Ducati 900 SS: una belva di buone maniere...

Questo il commento dei tester di Motociclismo nel 1977, al termine della prova di questa bicilindrica. E’ stata l’ultima supersportiva Ducati con distribuzione a coppie coniche di grande successo ed è rimasta in produzione per cinque anni

A metà degli anni Settanta la gamma dei modelli Ducati che raggiungono le vetrine dei concessionari non è esente da critiche. Da una parte ci sono le mitiche Scrambler e i monocilindrici Desmo e Sport, che sono però agli sgoccioli della carriera. Dall’altra ci sono le 750 di impostazione sportiva nate sull’onda del successo alla 200 Miglia di Imola del 1972, moto indirizzate ad una utenza sportiva che si vendono in quantitativi limitati. Lo stesso discorso vale anche per la più turistica e tranquilla GT 750. Per rimediare a questa difficile situazione i vertici dell’azienda approvano due distinti progetti in grado di colmare le lacune del listino entro un paio di stagioni. Il primo è quello delle bicilindriche parallele GTL 350 e 500 che vedranno la luce nel 1976. Il secondo invece riguarda una nuova granturismo di grossa cilindrata in grado di sostituire la GT 750 - anch’essa a fine carriera - che prenderà le forme della 860 GT.

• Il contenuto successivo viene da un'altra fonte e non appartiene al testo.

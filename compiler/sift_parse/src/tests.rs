use super::*;
use pretty_assertions::assert_eq;
use sift_ir::{dump_block, Atom, Op};

fn dump(source: &str) -> String {
    let mut interner = StringInterner::default();
    let block = parse(source, &mut interner).unwrap();
    dump_block(&block, &interner, false)
}

fn error(source: &str) -> ParseError {
    parse(source, &mut StringInterner::default()).unwrap_err()
}

#[test]
fn test_arithmetic_precedence() {
    assert_eq!(
        dump("1 + 2 * 3"),
        " VAL 1u\n VAL 2u\n VAL 3u\n MUL\n ADD\n TUP\n"
    );
}

#[test]
fn test_power_is_left_associative() {
    assert_eq!(dump("2 ** 3 ** 2"), " VAL 2u\n VAL 3u\n EXP\n VAL 2u\n EXP\n TUP\n");
}

#[test]
fn test_comparisons_lower_to_eq_lt() {
    assert_eq!(dump("a != b"), " VAR a\n VAR b\n EQ\n NOT\n TUP\n");
    assert_eq!(dump("a > b"), " VAR a\n VAR b\n ROT\n LT\n TUP\n");
    assert_eq!(dump("a <= b"), " VAR a\n VAR b\n ROT\n LT\n NOT\n TUP\n");
    assert_eq!(dump("a >= b"), " VAR a\n VAR b\n LT\n NOT\n TUP\n");
}

#[test]
fn test_negative_literal_and_unary_minus() {
    assert_eq!(dump("-1, - x"), " VAL -1\n VAL 0\n VAR x\n SUB\n TUP\n");
    assert_eq!(dump("a-1"), " VAR a\n VAL 1u\n SUB\n TUP\n");
}

#[test]
fn test_literal_kinds() {
    let mut interner = StringInterner::default();
    let block = parse("3l, 0x10, 2.5, 'a\\tb'", &mut interner).unwrap();
    let atoms: Vec<_> = block.iter().filter_map(|i| i.atom().cloned()).collect();
    assert_eq!(
        atoms,
        vec![Atom::Int(3), Atom::UInt(16), Atom::Real(2.5), Atom::string("a\tb")]
    );
}

#[test]
fn test_generator_with_source() {
    assert_eq!(
        dump("[@ : x]"),
        " GEN\n   VAR @\n   TUP\n -\n   VAR x\n   TUP\n   SEQ\n   TUP\n TUP\n"
    );
}

#[test]
fn test_array_generator_defaults_to_at() {
    assert_eq!(
        dump("[. 1 .]"),
        " GEN\n   VAL 1u\n   TUP\n -\n   VAR @\n   TUP\n   SEQ\n   TUP\n ARR\n TUP\n"
    );
}

#[test]
fn test_map_comprehension() {
    assert_eq!(
        dump("{k -> v}"),
        " GEN\n   VAR k\n   TUP\n   VAR v\n   TUP +1\n   TUP\n   TUP\n -\n   VAR @\n   TUP\n   SEQ\n   TUP\n MAP\n TUP\n"
    );
}

#[test]
fn test_map_value_defaults_to_one() {
    let mut interner = StringInterner::default();
    let block = parse("{@}", &mut interner).unwrap();
    let body = &block[0].closures[0];
    assert_eq!(body[2].atom(), Some(&Atom::Int(1)));
    assert_eq!(block[1].op, Op::Map);
}

#[test]
fn test_chained_index() {
    assert_eq!(
        dump("a[1][2]"),
        " IDX\n   IDX\n     VAR a\n     VAL 1u\n     TUP\n   VAL 2u\n   TUP\n TUP\n"
    );
}

#[test]
fn test_call_and_pipe() {
    assert_eq!(
        dump("@..count(@)"),
        " VAR @\n VAW @\n FUN count\n   VAR @\n   TUP\n TUP\n"
    );
}

#[test]
fn test_call_without_arguments() {
    assert_eq!(dump("now()"), " FUN now\n   TUP\n TUP\n");
}

#[test]
fn test_dot_call_takes_bitwise_argument() {
    assert_eq!(dump("f.x + 1"), " FUN f\n   VAR x\n   VAL 1u\n   ADD\n   TUP\n TUP\n");
}

#[test]
fn test_flatten_and_filter_prefixes() {
    assert_eq!(
        dump(":?x"),
        " FUN flatten\n   FUN filter\n     VAR x\n     TUP\n   TUP\n TUP\n"
    );
}

#[test]
fn test_assignment_then_value() {
    assert_eq!(dump("x = 1; x"), " VAL 1u\n VAW x\n VAR x\n TUP\n");
}

#[test]
fn test_comments_and_newlines() {
    assert_eq!(dump("1 # one\n, 2"), " VAL 1u\n VAL 2u\n TUP\n");
}

#[test]
fn test_unparsed_trailing_input() {
    let err = error("1 )");
    assert_eq!(err.message, "Syntax error, unparsed input: \")\"");
    assert_eq!(err.offset, 2);
}

#[test]
fn test_incomplete_expression() {
    assert_eq!(error("1 +").message, "Syntax error, unparsed input: \"\"");
}

#[test]
fn test_assignment_only_has_no_value() {
    let err = error("x = 1");
    assert!(err.message.starts_with("Expression 'x = 1' has no value"));
}

#[test]
fn test_bad_literal() {
    assert_eq!(
        error("99999999999999999999").message,
        "Could not convert '99999999999999999999' to an unsigned integer."
    );
    assert_eq!(
        error("-99999999999999999999").message,
        "Could not convert '-99999999999999999999' to an integer."
    );
}

#[test]
fn test_comparison_is_not_associative() {
    assert!(error("a < b < c").message.starts_with("Syntax error"));
}

#[test]
fn test_try_generator() {
    assert_eq!(
        dump("[try int(@) : x]"),
        " GEN_TRY\n   FUN int\n     VAR @\n     TUP\n   TUP\n -\n   VAR x\n   TUP\n   SEQ\n   TUP\n TUP\n"
    );
    // `try` alone is still a variable.
    assert_eq!(
        dump("[try]"),
        " GEN\n   VAR try\n   TUP\n -\n   VAR @\n   TUP\n   SEQ\n   TUP\n TUP\n"
    );
}

#[test]
fn test_filter_generator_calls_if() {
    assert_eq!(
        dump("[/ f(@) : x]"),
        " GEN_TRY\n   FUN if\n     FUN f\n       VAR @\n       TUP\n     VAR @\n     TUP\n   TUP\n -\n   VAR x\n   TUP\n   SEQ\n   TUP\n TUP\n"
    );
}

#[test]
fn test_recursor() {
    assert_eq!(
        dump("<< @ : 0, x >>"),
        " REC\n   VAR @\n   TUP\n -\n   VAL 0u\n   VAR x\n   TUP\n TUP\n"
    );
    assert!(error("<< @ : 0, x").message.starts_with("Syntax error"));
}

#[test]
fn test_definitions_have_no_value() {
    assert_eq!(
        dump("def f @ + 1; f(2)"),
        " DEF f\n   VAR @\n   VAL 1u\n   ADD\n   TUP\n FUN f\n   VAL 2u\n   TUP\n TUP\n"
    );
    assert_eq!(dump("def f (@ + 1); f(2)"), dump("def f @ + 1; f(2)"));
    // The parentheses close before the end of the body.
    assert_eq!(dump("def f (1) * 2; f()"), dump("def f 1 * 2; f()"));
    assert!(error("def f 1").message.starts_with("Expression 'def f 1' has no value"));
}

#[test]
fn test_destructuring_definition() {
    assert_eq!(
        dump("def [a, b f(@)]; 1"),
        concat!(
            " DEF a\n   IDX\n     VAR @\n     VAL 0u\n     TUP\n   TUP\n",
            " DEF b\n   IDX\n     VAR @\n     VAL 1u\n     TUP\n   VAW @\n   FUN f\n     VAR @\n     TUP\n   TUP\n",
            " VAL 1u\n TUP\n"
        )
    );
}

#[test]
fn test_dollar_call_prepends_at() {
    assert_eq!(dump("$x"), " FUN $\n   VAR @\n   VAR x\n   TUP\n TUP\n");
    assert_eq!(
        dump("$(x, 1)"),
        " FUN $\n   VAR @\n   VAR x\n   VAL 1u\n   TUP\n TUP\n"
    );
}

Il design delle nuove moto viene commissionato allo studio Italdesign di Giorgetto Giugiaro che proprio in quegli anni (nel 1974) ha appena sfornato la Volkswagen Golf. Ma come spesso accade nella storia delle due ruote, l’idea di rivolgersi ad un affermato designer in campo automobilistico non si rivela una scelta azzeccata, perché la linea delle nuove moto, spigolosa e massiccia, fin dalle prime apparizioni desta molte perplessità fra pubblico ed addetti ai lavori.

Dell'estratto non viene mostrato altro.